Chimamanda Ngozi Adichie was born September 15, 1977 in Enugu, Nigeria. She was raised in Nsukka near the University of Nigeria. Her father, James Nwoye Adichie, was a professor of statistics and later became the Deputy Vice-Chancellor of the University. Her mother, Ifeoma Aidichie, became the first female registrar at the University. Adichie is the fifth child in a family of six children. She is of Igbo descent and her ancestral home is in Abba.
Adichie was an A student who often butted heads with her teachers. Despite her reputation, she received several academic awards. Adichie enrolled in medical school at the behest of her father. She soon dropped out to pursue her dream of becoming a writer. When she was 19, she left Nigeria on a scholarship to Drexel University in Philadelphia. She studied communication at Drexel and earned a degree in communication and political science at Eastern Connecticut State University. She graduated summa cum laude in 2001. Later that year, she began MFA courses in literature at Johns Hopkins University.

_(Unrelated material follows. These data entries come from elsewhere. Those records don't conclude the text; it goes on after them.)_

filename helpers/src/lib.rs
pub mod general;
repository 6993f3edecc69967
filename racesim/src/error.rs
use crate::core::pacing::PacingError;
use crate::post::race_results::ResultsError;
use helpers::general::InputValueError;

/// Errors a race can end with. Transport problems, stalled racers and timeouts are handled
/// inside the race and never show up here.
#[derive(Debug, thiserror::Error)]
pub enum RaceError {
    /// Appending the outcome failed, the caller has to tear down the observer session.
    #[error("results store failure: {0}")]
    ResultsStore(#[from] ResultsError),

    #[error("invalid race configuration: {0}")]
    InvalidConfig(String),

    #[error(transparent)]
    InvalidInput(#[from] InputValueError),

    #[error("invalid pacing for racer {racer}: {source}")]
    Pacing { racer: String, source: PacingError },

    #[error("failed to spawn racer thread: {0}")]
    Spawn(#[from] std::io::Error),

    #[error("race has already been run")]
    AlreadyRun,
}
use crate::core::racer::{ProgressEvent, RacerId};
use crate::post::race_result::RaceOutcome;
use serde::{Deserialize, Serialize};

#[derive(Debug, Clone, PartialEq, Serialize, Deserialize)]
pub struct FinalEntry {
    pub rank: u32,
    pub racer: RacerId,
    pub time_s: Option<f64>,
}

/// RaceMessage is what an observer receives: any number of progress messages followed by
/// exactly one final message.
#[derive(Debug, Clone, PartialEq, Serialize, Deserialize)]
#[serde(tag = "type", rename_all = "snake_case")]
pub enum RaceMessage {
    Progress {
        racer: RacerId,
        progress: f64,
        finished: bool,
    },
    Final {
        finish_order: Vec<FinalEntry>,
    },
}

impl RaceMessage {
    pub fn progress(event: &ProgressEvent) -> RaceMessage {
        RaceMessage::Progress {
            racer: event.racer.clone(),
            progress: event.progress,
            finished: event.finished,
        }
    }

    pub fn final_outcome(outcome: &RaceOutcome) -> RaceMessage {
        RaceMessage::Final {
            finish_order: outcome
                .finish_order
                .iter()
                .map(|entry| FinalEntry {
                    rank: entry.rank,
                    racer: entry.racer.clone(),
                    time_s: entry.time_s,
                })
                .collect(),
        }
    }

    pub fn is_final(&self) -> bool {
        matches!(self, RaceMessage::Final { .. })
    }

    pub fn to_json(&self) -> serde_json::Result<String> {
        serde_json::to_string(self)
    }
}
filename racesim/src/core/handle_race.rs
use crate::core::race::{Race, RaceConfig, NO_RACERS};
use crate::core::racer::{Racer, RacerPars};
use crate::error::RaceError;
use crate::interfaces::broadcaster::Broadcaster;
use crate::post::race_result::RaceOutcome;
use crate::post::race_results::RaceResults;
use crate::pre::environment::Environment;
use crate::pre::read_sim_pars::SimPars;
use helpers::general::InputValueError;
use std::sync::Arc;

/// build_racers creates the racers of one race from their parameters. Racers without a fixed
/// seed get `seed + index`, such that a race is reproducible from a single seed.
pub fn build_racers(
    racer_pars_all: &[RacerPars],
    seed: u64,
) -> Result<[Racer; NO_RACERS], RaceError> {
    if racer_pars_all.len() != NO_RACERS {
        return Err(InputValueError::new(format!(
            "a race needs exactly {} racers, got {}",
            NO_RACERS,
            racer_pars_all.len()
        ))
        .into());
    }

    let mut racers = Vec::with_capacity(NO_RACERS);
    for (i, racer_pars) in racer_pars_all.iter().enumerate() {
        let racer = Racer::from_pars(racer_pars, seed.wrapping_add(i as u64)).map_err(|e| {
            RaceError::Pacing {
                racer: racer_pars.name.to_owned(),
                source: e,
            }
        })?;
        racers.push(racer);
    }

    racers
        .try_into()
        .map_err(|_| InputValueError::new("racer list changed its length").into())
}

/// handle_race creates and runs a race on the basis of the inserted parameters, and returns
/// the outcome for post-processing.
pub fn handle_race<B: Broadcaster>(
    sim_pars: &SimPars,
    realtime_factor: f64,
    seed: u64,
    environment: Environment,
    broadcaster: B,
    results: Arc<RaceResults>,
) -> Result<Arc<RaceOutcome>, RaceError> {
    let racers = build_racers(&sim_pars.racer_pars_all, seed)?;
    let config = RaceConfig::from_pars(&sim_pars.race_pars, realtime_factor);
    let mut race = Race::new(racers, environment, broadcaster, results, config)?;
    race.run()
}

#[cfg(test)]
mod tests {
    use super::*;
    use crate::core::pacing::PacingPars;
    use crate::interfaces::broadcaster::WriterBroadcaster;
    use crate::interfaces::messages::RaceMessage;

    #[test]
    fn build_racers_requires_four_racers() {
        let mut sim_pars = SimPars::default();
        sim_pars.racer_pars_all.pop();
        assert!(matches!(
            build_racers(&sim_pars.racer_pars_all, 0),
            Err(RaceError::InvalidInput(_))
        ));
    }

    #[test]
    fn build_racers_reports_bad_pacing() {
        let mut sim_pars = SimPars::default();
        sim_pars.racer_pars_all[2].pacing = PacingPars::Random {
            mean_delta: 5.0,
            std_delta: -1.0,
            min_delta: 1.0,
            max_delta: 10.0,
            step_s: 0.1,
        };
        match build_racers(&sim_pars.racer_pars_all, 0) {
            Err(RaceError::Pacing { racer, .. }) => {
                assert_eq!(racer, sim_pars.racer_pars_all[2].name)
            }
            other => panic!("unexpected result {:?}", other.map(|_| ())),
        }
    }

    #[test]
    fn default_race_streams_json_and_records_outcome() {
        let results = Arc::new(RaceResults::new());
        let mut output = Vec::new();
        let outcome = handle_race(
            &SimPars::default(),
            0.0,
            7,
            Environment::new("http", "localhost", "8080", ""),
            WriterBroadcaster::new(&mut output),
            Arc::clone(&results),
        )
        .unwrap();

        assert_eq!(results.len(), 1);
        assert_eq!(outcome.finish_order.len(), NO_RACERS);

        let msgs: Vec<RaceMessage> = String::from_utf8(output)
            .unwrap()
            .lines()
            .map(|line| serde_json::from_str(line).unwrap())
            .collect();
        assert!(msgs.last().unwrap().is_final());
        assert_eq!(msgs.iter().filter(|m| m.is_final()).count(), 1);
    }

    #[test]
    fn same_seed_same_finish_times() {
        let run = |seed| {
            handle_race(
                &SimPars::default(),
                0.0,
                seed,
                Environment::default(),
                WriterBroadcaster::new(std::io::sink()),
                Arc::new(RaceResults::new()),
            )
            .unwrap()
        };
        // ties in race time may be broken differently, the times themselves are reproducible
        let finish_times = |outcome: Arc<RaceOutcome>| {
            let mut times: Vec<(String, Option<f64>)> = outcome
                .finish_order
                .iter()
                .map(|e| (e.racer.to_string(), e.time_s))
                .collect();
            times.sort_by(|a, b| a.0.cmp(&b.0));
            times
        };
        assert_eq!(finish_times(run(11)), finish_times(run(11)));
    }
}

Adichie credits Chinua Achebe, Igbo author of Nigerian masterwork Things Fall Apart, with her literary success. She once lived in Achebe’s house and believes his halo surrounded her. After reading his book at 10 years old, she realized that people who looked like her could exist in books. Her desire to write was sparked by his work.
In 2003, Purple Hibiscus was published to wide acclaim. It was shortlisted for the Orange Prize and awarded the Commonwealth Writers’ Prize for Best First Book. She was awarded with the Orange Prize in 2007 for her second novel, Half of a Yellow Sun, about the Biafran War. In 2008, she received a MacArthur Fellowship. A collection of short stories, The Thing Around Your Neck, was published in 2009.
Adichie tries to combat the image of Africans as portrayed by Western media. Choosing to write first from her experience as an affluent and educated Nigerian, she was often criticized for shying away from the “real” Africa. But she struggled to write characters who were not “starving, or begin bullied by [Zimbabwean dictator] Mugabe, or dying of AIDS.” As reflected in her writing voice, Adichie is a staunch feminist and uses her work as a way to work through the misogyny and condescension she has faced as an African woman in the global literary community.
She splits her time between the Unites States and Nigeria, married to a Maryland-based doctor. Her next novel will chronicle the Nigerian immigrant experience in America.